David Graeber, bless his heart, talked about “bullshit jobs” – those roles even the people doing them know are pointless. But the real sting in his idea wasn’t just about work; it was about meaning. How in our economy, looking busy is often more valuable than actually making a difference.

And it’s the same with how we see money. We’re fed this line that the only responsible way to handle wealth is through all these complicated rituals: investments, tax dodges, “strategic” giving. So, even in our make-believe worlds, we just copy what the rich folks do, instead of dreaming up something truly new.

It’s not that we’ve lost our spark, our creativity. It’s that the rules of this capitalist game have woven themselves so deeply into our brains that even our made-up lives feel like a bureaucratic nightmare. It’s enough to make you just feel… tired.

When people suddenly get rich in their minds, the first instinct is often to escape. Buy an island, a private plane, a ridiculously expensive car, a ranch out in the middle of nowhere. The logic is simple, and it’s crushing: the world’s a mess, so the best you can do is get out. And for those who stick around? Influence. Buy politicians. Launch campaigns. Dominate the conversation.

But both of these instincts—escaping or dominating—they come from the same place: a deep, quiet resignation. A feeling that you can’t truly reimagine the system, only exploit it. So, money just becomes a stand-in for force. It gives you the power to shield yourself from the world’s ugliness or bend it to your will. But never to heal it. And that, too, feels by design.

The Black Panther Party, though—they knew better. They weren’t dreaming of yachts or private jets. They were dreaming of clinics, of schools, of food programs, of housing where people actually owned their homes. They didn’t see money as an escape hatch. They saw it as leverage for building things together. For dignity. For survival. For community.

Their vision wasn’t some airy-fairy utopia. It was practical, yes, but also radical. Radical precisely because it refused to play within the tiny, cramped limits of capitalist imagination.

Today, if someone suggested spending a hundred million dollars on a network of tenant-owned buildings, or internet co-ops for everyone, or even just bail funds for people stuck in the system, they’d be laughed out of the room. Or worse, seen as not serious. Because imagination that actually threatens the way things are is always labeled as naive. And that’s what leaves me feeling so incredibly sad.

There is no greater poverty than losing the ability to imagine freedom. Not as some fancy luxury, not as perfect efficiency, not as total control—but as interdependence, as mutual care, as a world where no one is forced into anything.

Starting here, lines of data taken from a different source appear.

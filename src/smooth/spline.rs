//! Error-weighted smoothing spline through the unflagged samples.

use serde::{Deserialize, Serialize};

use crate::error::MeasureError;
use crate::math::PenalizedSpline;
use crate::smooth::{Smoother, keep_mask};
use crate::spectrum::Spectrum;
use crate::tools::{Dependency, Tool};

#[derive(Debug, Clone, Default, PartialEq, Serialize, Deserialize)]
pub struct SmoothingSplineParams {
    #[serde(default)]
    pub flagged: Vec<usize>,
}

#[derive(Debug, Clone, Default)]
pub struct SmoothingSpline {
    params: Option<SmoothingSplineParams>,
}

impl SmoothingSpline {
    pub fn new() -> Self {
        Self::default()
    }
}

impl Tool for SmoothingSpline {
    const NAME: &'static str = "smooth.smoothingspline";
    const PARAMETERS: &'static [&'static str] = &["flagged"];
    const DEPENDENCIES: &'static [Dependency] = &[Dependency::SpectrumError];

    type Params = SmoothingSplineParams;

    fn parameters(&self) -> Option<&SmoothingSplineParams> {
        self.params.as_ref()
    }

    fn store_parameters(&mut self, params: Option<SmoothingSplineParams>) {
        self.params = params;
    }
}

impl Smoother for SmoothingSpline {
    fn auto(&self, _spectrum: &Spectrum) -> Result<SmoothingSplineParams, MeasureError> {
        Ok(self.params.clone().unwrap_or_default())
    }

    fn smooth_with(
        &self,
        spectrum: &Spectrum,
        params: &SmoothingSplineParams,
    ) -> Result<Vec<f64>, MeasureError> {
        let error = spectrum.error()?;
        let keep = keep_mask(spectrum.len(), &params.flagged)?;

        // Zero errors would mean infinite weight; use the smallest positive one.
        let floor = error
            .iter()
            .copied()
            .filter(|e| *e > 0.0)
            .fold(f64::INFINITY, f64::min);
        if !floor.is_finite() {
            return Err(MeasureError::InvalidSpectrum("flux error is zero everywhere".into()));
        }

        let mut samples: Vec<(f64, f64, f64)> = spectrum
            .wave()
            .iter()
            .zip(spectrum.flux())
            .zip(error)
            .zip(&keep)
            .filter(|(_, k)| **k)
            .map(|(((&w, &f), &e), _)| (w, f, e.max(floor)))
            .collect();
        samples.sort_by(|a, b| a.0.total_cmp(&b.0));
        let (x, (y, sigma)): (Vec<f64>, (Vec<f64>, Vec<f64>)) =
            samples.into_iter().map(|(w, f, e)| (w, (f, e))).unzip();

        log::debug!("smoothing spline over {} of {} samples", x.len(), spectrum.len());
        let spline = PenalizedSpline::fit(&x, &y, &sigma, None)?;
        Ok(spline.eval_many(spectrum.wave()))
    }
}

#[cfg(test)]
mod tests {
    use super::*;
    use rand::SeedableRng;
    use rand::rngs::StdRng;
    use rand_distr::{Distribution, Normal};

    #[test]
    fn needs_flux_error() {
        let spectrum = Spectrum::new(vec![1.0, 2.0, 3.0, 4.0, 5.0], vec![1.0; 5]).unwrap();
        let err = SmoothingSpline::new()
            .smooth(&spectrum, SmoothingSplineParams::default())
            .unwrap_err();
        assert_eq!(err, MeasureError::MissingDependency("spectrum.error"));
    }

    #[test]
    fn follows_signal_and_ignores_flagged_spike() {
        let mut rng = StdRng::seed_from_u64(5);
        let noise = Normal::new(0.0, 0.05).unwrap();
        let wave: Vec<f64> = (0..300).map(|i| 5000.0 + 3.0 * i as f64).collect();
        let truth: Vec<f64> = wave.iter().map(|w| 1.0 + 0.3 * ((w - 5000.0) / 100.0).sin()).collect();
        let mut flux: Vec<f64> = truth.iter().map(|t| t + noise.sample(&mut rng)).collect();
        flux[150] += 10.0;
        let spectrum = Spectrum::new(wave, flux)
            .unwrap()
            .with_error(Some(vec![0.05; 300]))
            .unwrap();

        let smooth = SmoothingSpline::new()
            .smooth(&spectrum, SmoothingSplineParams { flagged: vec![150] })
            .unwrap();
        let worst = smooth
            .iter()
            .zip(&truth)
            .map(|(s, t)| (s - t).abs())
            .fold(0.0, f64::max);
        assert!(worst < 0.08, "worst deviation {worst}");
    }
}
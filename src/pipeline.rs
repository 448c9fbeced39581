//! Shared measurement workflow for front-ends that do not want to drive each
//! tool by hand.
//!
//! smooth -> estimate error -> measure -> propagate
//!
//! Every tool's parameters end up in the returned [`Header`], so a later run
//! can resume from this one's configuration.

use crate::config::EngineConfig;
use crate::domain::Measurement;
use crate::error::MeasureError;
use crate::features::Feature;
use crate::noise::RawSmooth;
use crate::smooth::SmoothMethod;
use crate::spectrum::Spectrum;
use crate::tools::{ContinuumMode, Header, Tool};
use crate::uncertainty::{Covariance, MonteCarlo, UncertaintyReport};

/// How the measurement's uncertainty is obtained.
#[derive(Debug, Clone, Default)]
pub enum Propagation {
    #[default]
    Skip,
    MonteCarlo(EngineConfig),
    Covariance,
}

/// All computed outputs of a single run.
#[derive(Debug, Clone)]
pub struct RunOutput {
    pub measurement: Measurement,
    pub report: Option<UncertaintyReport>,
    pub header: Header,
}

#[derive(Debug, Clone)]
pub struct Pipeline {
    smoother: SmoothMethod,
    estimator: Option<RawSmooth>,
    propagation: Propagation,
}

impl Pipeline {
    pub fn new(smoother: SmoothMethod) -> Self {
        Self {
            smoother,
            estimator: None,
            propagation: Propagation::Skip,
        }
    }

    /// Replace the spectrum's error by a [`RawSmooth`] estimate after smoothing.
    pub fn estimate_error(mut self, estimator: RawSmooth) -> Self {
        self.estimator = Some(estimator);
        self
    }

    pub fn propagate(mut self, propagation: Propagation) -> Self {
        self.propagation = propagation;
        self
    }

    pub fn smoother(&self) -> &SmoothMethod {
        &self.smoother
    }

    /// Smooth (automatic parameters unless some are stored) and, if asked,
    /// estimate the error. The results are applied to `spectrum`.
    pub fn prepare(&mut self, spectrum: &mut Spectrum) -> Result<(), MeasureError> {
        let smooth = if self.smoother.has_parameters() {
            self.smoother.resmooth(spectrum)?
        } else {
            self.smoother.smooth_auto(spectrum)?
        };
        spectrum.set_smooth(Some(smooth))?;
        log::debug!("pipeline: smoothed with {}", self.smoother.name());

        if let Some(estimator) = self.estimator.as_mut() {
            let params = match estimator.get_parameters() {
                Some(p) => p,
                None => estimator.auto(spectrum)?,
            };
            let error = estimator.estimate(spectrum, params)?;
            spectrum.set_error(Some(error))?;
            log::debug!("pipeline: error estimated with {}", RawSmooth::NAME);
        }
        Ok(())
    }

    /// Execute the full pipeline for one feature.
    pub fn run<F: Feature>(
        &mut self,
        spectrum: &mut Spectrum,
        feature: &mut F,
        params: F::Params,
    ) -> Result<RunOutput, MeasureError> {
        // 1) Smooth and estimate the error.
        self.prepare(spectrum)?;

        // 2) Measure with the fixed continuum.
        let measurement = feature.measure(spectrum, params, ContinuumMode::Fixed)?;

        // 3) Propagate.
        let report = match &self.propagation {
            Propagation::Skip => None,
            Propagation::MonteCarlo(config) => {
                let smoother = F::DEPENDENCIES
                    .contains(&crate::tools::Dependency::MethodSmooth)
                    .then_some(&self.smoother);
                Some(MonteCarlo::new(config.clone()).run(spectrum, feature, smoother)?)
            }
            Propagation::Covariance => Some(Covariance::new().run(spectrum, feature)?),
        };

        // 4) Collect parameters for the next run.
        let mut header = Header::new();
        self.smoother.update_header(&mut header)?;
        if let Some(estimator) = &self.estimator {
            estimator.update_header(&mut header)?;
        }
        feature.update_header(&mut header)?;

        Ok(RunOutput { measurement, report, header })
    }
}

What these hypothetical scenarios really show us isn’t how clever we are, but how much our inner lives have been colonized. If the first thing we think to do with a fortune is just copy what the powerful already do—or just mock them—it’s because our whole culture drills it into us to accept the world exactly as it is.

But we don’t have to. The Panthers showed us how to make revolution look like breakfast, like feeding your neighbors.

So, the question isn’t what you would do with a hundred million dollars anymore.

The question is what you’ll do with the broken fantasy that you ever needed it in the first place.

Let’s imagine something else entirely.